Auch Daniel Buchholz, umweltpolitischer Sprecher der SPD-Fraktion im Abgeordnetenhaus, hält die Situation für hoch problematisch. „Wir brauchen eine Lösung, die mit den anderen Bundesländern abgestimmt ist. Das muss gerechter aufgeteilt werden“, sagt er. Er werde sich dazu mit Anfragen an den Senat wenden.

Bisherige Versuche Berlins, mit Brandenburg und Mecklenburg-Vorpommern Kooperationen bei der Zwischenlagerung radioaktiver Abfälle einzugehen, scheiterten jedoch. Schwerin hatte Berlin vergangenes Jahr eine Absage erteilt, Abfälle in seinem Zwischenlager in Lubmin unterzubringen, das auch von Brandenburg mit genutzt wird.

„Gefahrenquelle mitten im Wohngebiet“

In der zuständigen Senatsverwaltung für Wirtschaft, Technologie und Forschung übt man sich in Optimismus. „Wir gehen davon aus, dass wir mit der Zentralstelle bis zur Einrichtung des Endlagers auskommen“, sagt Staatssekretär Nicolas Zimmer (CDU). Zunächst gelte der Eröffnungstermin 2019. Dass der möglicherweise nicht zu halten sei, wisse er aber auch. Eine Kooperation mit den umliegenden Bundesländern hält Zimmer derzeit dennoch für unwahrscheinlich. Und auch eine Vergrößerung der Lagerkapazitäten in Wannsee sei nicht möglich.

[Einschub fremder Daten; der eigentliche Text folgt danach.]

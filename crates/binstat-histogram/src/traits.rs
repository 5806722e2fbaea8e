//! Core traits for bin-edge generation

/// Trait for deriving bin edges from observed values
pub trait EdgeBuilder {
    /// Produce `n_bins() + 1` edges for already-sorted values
    ///
    /// # Panics
    ///
    /// Implementations panic when `sorted_values` is empty.
    fn edges(&self, sorted_values: &[f64]) -> Vec<f64>;

    /// Produce edges from unsorted values
    ///
    /// Default implementation sorts a copy and calls `edges()`.
    fn edges_unsorted(&self, values: &[f64]) -> Vec<f64> {
        self.edges(&binstat_core::utils::sorted(values))
    }

    /// Get the number of bins the edges describe
    fn n_bins(&self) -> usize;
}
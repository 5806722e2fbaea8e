//! Bin-entry CSV files
//!
//! One row per histogram slot, underflow first and overflow last, with the
//! columns `bin_low_edge,contents,binerror,xtitle,binlabel`. Readers also
//! accept an `error` column in place of `binerror`, or a
//! `sum-weights-squared` column from which the error is derived.

use std::io::{Read, Write};
use std::path::Path;

use crate::error::{Error, Result};
use binstat_histogram::Histogram;
use serde::{Deserialize, Serialize};
use tracing::debug;

#[derive(Debug, Deserialize)]
struct BinEntryRow {
    bin_low_edge: f64,
    contents: f64,
    #[serde(default)]
    binerror: Option<f64>,
    #[serde(default)]
    error: Option<f64>,
    #[serde(default, rename = "sum-weights-squared")]
    sum_weights_squared: Option<f64>,
    #[serde(default)]
    xtitle: Option<String>,
    #[serde(default)]
    binlabel: Option<String>,
}

impl BinEntryRow {
    fn bin_error(&self) -> f64 {
        if let Some(sumw2) = self.sum_weights_squared {
            sumw2.sqrt()
        } else if let Some(err) = self.binerror.or(self.error) {
            err
        } else {
            self.contents.sqrt()
        }
    }
}

#[derive(Debug, Serialize)]
struct BinEntryRecord<'a> {
    bin_low_edge: f64,
    contents: f64,
    binerror: f64,
    xtitle: &'a str,
    binlabel: &'a str,
}

/// Read a histogram from a bin-entry CSV file
pub fn read_histogram(path: impl AsRef<Path>) -> Result<Histogram> {
    let path = path.as_ref();
    let reader = csv::Reader::from_path(path)?;
    parse_rows(reader, path)
}

/// Read a histogram from any bin-entry CSV source
///
/// `origin` is only used in error messages.
pub fn read_histogram_from<R: Read>(source: R, origin: impl AsRef<Path>) -> Result<Histogram> {
    parse_rows(csv::Reader::from_reader(source), origin.as_ref())
}

fn parse_rows<R: Read>(mut reader: csv::Reader<R>, path: &Path) -> Result<Histogram> {
    let mut rows = reader
        .deserialize::<BinEntryRow>()
        .collect::<std::result::Result<Vec<_>, _>>()?;
    if rows.len() < 3 {
        return Err(Error::InvalidHistogram {
            path: path.to_path_buf(),
            reason: format!(
                "need an underflow, an overflow and at least one bin row, found {} rows",
                rows.len()
            ),
        });
    }
    rows.sort_by(|a, b| a.bin_low_edge.total_cmp(&b.bin_low_edge));

    let n_bins = rows.len() - 2;
    // Row 1 is the first addressable bin; row n_bins + 1 is the overflow,
    // whose low edge closes the last bin
    let edges: Vec<f64> = rows[1..].iter().map(|row| row.bin_low_edge).collect();
    if !edges.windows(2).all(|w| w[0] < w[1]) {
        return Err(Error::InvalidHistogram {
            path: path.to_path_buf(),
            reason: "bin low edges are not strictly increasing".to_string(),
        });
    }

    let xtitle = rows
        .iter()
        .rev()
        .find_map(|row| row.xtitle.clone())
        .unwrap_or_default();
    let mut hist = Histogram::new(edges).with_xtitle(xtitle);
    for (ibin, row) in rows.iter().enumerate() {
        hist.set_bin(ibin, row.contents, row.bin_error());
        if let Some(label) = row.binlabel.as_deref().filter(|l| !l.is_empty()) {
            hist.set_label(ibin, label);
        }
    }

    debug!("read {} bins from {}", n_bins, path.display());
    Ok(hist)
}

/// Write a histogram as a bin-entry CSV file
pub fn write_histogram(path: impl AsRef<Path>, hist: &Histogram) -> Result<()> {
    let path = path.as_ref();
    let writer = csv::Writer::from_path(path)?;
    write_rows(writer, hist)?;
    debug!("wrote {} bins to {}", hist.n_bins(), path.display());
    Ok(())
}

/// Write a histogram as bin-entry CSV to any sink
pub fn write_histogram_to<W: Write>(sink: W, hist: &Histogram) -> Result<()> {
    write_rows(csv::Writer::from_writer(sink), hist)
}

fn write_rows<W: Write>(mut writer: csv::Writer<W>, hist: &Histogram) -> Result<()> {
    for ibin in 0..hist.n_slots() {
        writer.serialize(BinEntryRecord {
            bin_low_edge: hist.low_edge(ibin),
            contents: hist.contents(ibin),
            binerror: hist.error(ibin),
            xtitle: hist.xtitle(),
            binlabel: hist.label(ibin),
        })?;
    }
    writer.flush()?;
    Ok(())
}
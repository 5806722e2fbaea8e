//! Bin-edge generation and histogram building strategies

use std::collections::{BTreeMap, HashMap};

use crate::fraction::fraction_error;
use crate::traits::EdgeBuilder;
use crate::types::Histogram;
use binstat_core::{Error, Result};
use tracing::{debug, warn};

/// Fraction of a bin width added beyond the extreme values
const PADDING: f64 = 0.1;

/// Minimum width used when every value is identical
const MIN_DEGENERATE_WIDTH: f64 = 1e-5;

/// Axis scale used when spacing edges
#[derive(Debug, Clone, Copy, PartialEq, Eq, Default)]
pub enum AxisScale {
    #[default]
    Linear,
    Log,
}

/// Kind of variable being binned
#[derive(Debug, Clone, Copy, PartialEq, Eq, Default)]
pub enum VarType {
    #[default]
    Float,
    Int,
    String,
}

/// Evenly spaced edges between the padded extremes of the data
///
/// The range is first padded by a tenth of the provisional bin width on each
/// side so the extremes never sit on a boundary, then the width is recomputed
/// over the padded range. Where the padding would round away, the width is
/// widened until the edges strictly bracket the data.
///
/// Values must be finite.
#[derive(Debug, Clone, Copy)]
pub struct LinearEdges {
    n_bins: usize,
}

impl LinearEdges {
    pub fn new(n_bins: usize) -> Self {
        Self {
            n_bins: n_bins.max(1),
        }
    }
}

impl EdgeBuilder for LinearEdges {
    fn edges(&self, sorted_values: &[f64]) -> Vec<f64> {
        assert!(!sorted_values.is_empty(), "cannot derive bin edges from no values");
        let n = self.n_bins as f64;
        let min = sorted_values[0];
        let max = sorted_values[sorted_values.len() - 1];
        assert!(
            min.is_finite() && max.is_finite(),
            "linear bin edges need finite values, got [{min}, {max}]"
        );

        let mut dx = (max - min) / n;
        if dx == 0.0 {
            dx = MIN_DEGENERATE_WIDTH.max(min);
        }
        let mut edges = padded_edges(min, max, dx, self.n_bins);
        if !brackets_strictly(&edges, min, max) {
            // Padding or bin width rounded away at this magnitude
            dx = dx.max(MIN_DEGENERATE_WIDTH.max(min));
            loop {
                edges = padded_edges(min, max, dx, self.n_bins);
                if brackets_strictly(&edges, min, max) || !dx.is_finite() {
                    break;
                }
                dx *= 2.0;
            }
            debug!("widened bin width to {} to pad [{}, {}]", dx, min, max);
        }
        edges
    }

    fn n_bins(&self) -> usize {
        self.n_bins
    }
}

/// Edges evenly spaced in log space between enclosing powers of ten
///
/// The padding is applied in log space. Values must be strictly positive.
#[derive(Debug, Clone, Copy)]
pub struct LogEdges {
    n_bins: usize,
}

impl LogEdges {
    pub fn new(n_bins: usize) -> Self {
        Self {
            n_bins: n_bins.max(1),
        }
    }
}

impl EdgeBuilder for LogEdges {
    fn edges(&self, sorted_values: &[f64]) -> Vec<f64> {
        assert!(!sorted_values.is_empty(), "cannot derive bin edges from no values");
        let min = sorted_values[0];
        let max = sorted_values[sorted_values.len() - 1];
        assert!(min > 0.0, "log-scale bin edges need positive values, got {min}");

        let n = self.n_bins as f64;
        let log_xmin = 10f64.powf(min.log10().floor()).ln();
        let mut log_xmax = 10f64.powf(max.log10().ceil()).ln();
        if log_xmax <= log_xmin {
            // min and max are the same power of ten
            log_xmax = log_xmin + std::f64::consts::LN_10;
        }

        let log_dx = (log_xmax - log_xmin) / n;
        let log_xmin = log_xmin - PADDING * log_dx;
        let log_xmax = log_xmax + PADDING * log_dx;
        evenly_spaced(log_xmin, log_xmax, self.n_bins)
            .into_iter()
            .map(f64::exp)
            .collect()
    }

    fn n_bins(&self) -> usize {
        self.n_bins
    }
}

/// One unit-width bin per category, centred on the integers `1..=n_bins`
#[derive(Debug, Clone, Copy)]
pub struct CategoricalEdges {
    n_bins: usize,
}

impl CategoricalEdges {
    pub fn new(n_bins: usize) -> Self {
        Self {
            n_bins: n_bins.max(1),
        }
    }

    /// One bin per distinct label
    pub fn for_labels<S: AsRef<str>>(labels: &[S]) -> Self {
        let mut distinct: Vec<&str> = labels.iter().map(AsRef::as_ref).collect();
        distinct.sort_unstable();
        distinct.dedup();
        Self::new(distinct.len())
    }
}

impl EdgeBuilder for CategoricalEdges {
    fn edges(&self, sorted_values: &[f64]) -> Vec<f64> {
        assert!(!sorted_values.is_empty(), "cannot derive bin edges from no values");
        evenly_spaced(0.5, self.n_bins as f64 + 0.5, self.n_bins)
    }

    fn n_bins(&self) -> usize {
        self.n_bins
    }
}

fn padded_edges(min: f64, max: f64, dx: f64, n_bins: usize) -> Vec<f64> {
    evenly_spaced(min - PADDING * dx, max + PADDING * dx, n_bins)
}

/// Edges strictly increasing with the first below `min` and the last above `max`
fn brackets_strictly(edges: &[f64], min: f64, max: f64) -> bool {
    edges[0] < min && edges[edges.len() - 1] > max && edges.windows(2).all(|w| w[0] < w[1])
}

fn evenly_spaced(xmin: f64, xmax: f64, n_bins: usize) -> Vec<f64> {
    let dx = (xmax - xmin) / n_bins as f64;
    (0..=n_bins)
        .map(|ib| if ib == n_bins { xmax } else { xmin + ib as f64 * dx })
        .collect()
}

/// Derive `n_bins + 1` edges for `values`, picking the generator from the
/// scale and variable type
///
/// String variables always get categorical edges.
///
/// # Panics
///
/// Panics if `values` is empty.
pub fn set_bins(values: &[f64], n_bins: usize, scale: AxisScale, var_type: VarType) -> Vec<f64> {
    match (var_type, scale) {
        (VarType::String, _) => CategoricalEdges::new(n_bins).edges_unsorted(values),
        (_, AxisScale::Log) => LogEdges::new(n_bins).edges_unsorted(values),
        (_, AxisScale::Linear) => LinearEdges::new(n_bins).edges_unsorted(values),
    }
}

/// Fill a histogram with `values`, deriving its edges from the values
///
/// An empty slice yields a placeholder one-bin `[0, 1)` histogram.
pub fn histogram_from_values(values: &[f64], n_bins: usize, scale: AxisScale) -> Histogram {
    if values.is_empty() {
        warn!("no values to histogram, returning a placeholder");
        return Histogram::uniform(1, 0.0, 1.0);
    }
    let edges = set_bins(values, n_bins, scale, VarType::Float);
    let mut hist = Histogram::new(edges);
    for &value in values {
        hist.fill(value);
    }
    hist
}

/// Options for building a histogram from a table of counts
#[derive(Debug, Clone, Default)]
pub struct CountOptions {
    /// Scale to unit integral
    pub normalize: bool,
    /// Order string labels alphabetically instead of by descending count
    pub sort_labels: bool,
    /// Explicit `[xmin, xmax)` range; derived from the keys when `None`
    pub range: Option<(f64, f64)>,
}

/// Build a histogram with one bin per integer key
///
/// Without an explicit range each key `k` gets the bin `[k - 0.5, k + 0.5)`
/// and the layout spans every integer between the smallest and largest key.
/// Bin errors are `sqrt(count)`.
pub fn histogram_from_int_counts(counts: &BTreeMap<i64, f64>, options: &CountOptions) -> Result<Histogram> {
    let (Some((&first, _)), Some((&last, _))) = (counts.first_key_value(), counts.last_key_value()) else {
        warn!("no counts to histogram, returning a placeholder");
        return Ok(Histogram::uniform(1, 0.0, 1.0));
    };

    let n_bins = last
        .checked_sub(first)
        .and_then(|span| span.checked_add(1))
        .and_then(|span| usize::try_from(span).ok())
        .ok_or_else(|| Error::InvalidInput(format!("key span {first}..={last} is too large")))?;
    let (xmin, xmax) = options
        .range
        .unwrap_or((first as f64 - 0.5, last as f64 + 0.5));
    validate_range(xmin, xmax)?;

    let mut hist = Histogram::uniform(n_bins, xmin, xmax);
    for (&key, &count) in counts {
        let ibin = hist.find_bin(key as f64);
        hist.set_bin(ibin, count, count.sqrt());
    }
    finish_counts(hist, options)
}

/// Build a histogram with one labelled bin per string key
///
/// Labels are ordered by descending count (ties alphabetically) unless
/// `sort_labels` is set. Bin errors are `sqrt(count)`.
pub fn histogram_from_label_counts(counts: &HashMap<String, f64>, options: &CountOptions) -> Result<Histogram> {
    if counts.is_empty() {
        warn!("no counts to histogram, returning a placeholder");
        return Ok(Histogram::uniform(1, 0.0, 1.0));
    }

    let mut labels: Vec<&String> = counts.keys().collect();
    labels.sort();
    if !options.sort_labels {
        labels.sort_by(|a, b| counts[*b].total_cmp(&counts[*a]));
    }

    let n_bins = labels.len();
    let mut hist = match options.range {
        Some((xmin, xmax)) => {
            validate_range(xmin, xmax)?;
            Histogram::uniform(n_bins, xmin, xmax)
        }
        None => {
            let positions: Vec<f64> = (1..=n_bins).map(|i| i as f64).collect();
            Histogram::new(CategoricalEdges::new(n_bins).edges(&positions))
        }
    };

    for (ilabel, label) in labels.into_iter().enumerate() {
        let ibin = ilabel + 1;
        let count = counts[label];
        hist.set_label(ibin, label.as_str());
        hist.set_bin(ibin, count, count.sqrt());
    }
    finish_counts(hist, options)
}

fn validate_range(xmin: f64, xmax: f64) -> Result<()> {
    if xmin < xmax {
        Ok(())
    } else {
        Err(Error::InvalidParameter(format!(
            "histogram range [{xmin}, {xmax}) is empty"
        )))
    }
}

fn finish_counts(hist: Histogram, options: &CountOptions) -> Result<Histogram> {
    if hist.has_overflows() {
        for ibin in 0..hist.n_slots() {
            debug!(
                "{} {} {} {}",
                ibin,
                hist.low_edge(ibin),
                hist.up_edge(ibin),
                hist.contents(ibin)
            );
        }
        return Err(Error::overflow("count histogram"));
    }
    Ok(if options.normalize { hist.normalize() } else { hist })
}

/// Two-bin histogram of the true and false fractions
///
/// Bin 1 (`right`) holds the true fraction and bin 2 (`wrong`) the false
/// fraction, each with a one-sigma Clopper-Pearson error.
pub fn bool_histogram(n_true: u64, n_false: u64) -> Result<Histogram> {
    let total = n_true + n_false;
    if total == 0 {
        return Err(Error::empty_input("bool histogram"));
    }

    let mut hist = Histogram::uniform(2, -0.5, 1.5);
    hist.set_bin(1, n_true as f64 / total as f64, fraction_error(n_true, total)?);
    hist.set_bin(2, n_false as f64 / total as f64, fraction_error(n_false, total)?);
    hist.set_label(1, "right");
    hist.set_label(2, "wrong");
    Ok(hist)
}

Felicitas Kubala, umweltpolitische Sprecherin der Grünen-Fraktion, ärgert sich, dass seit dem gescheiterten Kooperationsversuch mit Mecklenburg-Vorpommern nichts mehr geschehen sei: „Der Senat hat sich nicht mehr gekümmert. Das war wohl keine ernsthafte Prüfung.“ Die Verwaltung müsse einen erneuten Versuch unternehmen. „Immerhin ist die Sammelstelle neben dem Forschungsreaktor eine zusätzliche Gefahrenquelle mitten im Wohngebiet“, sagt Kubala. Heute würde so etwas gar nicht mehr genehmigt werden.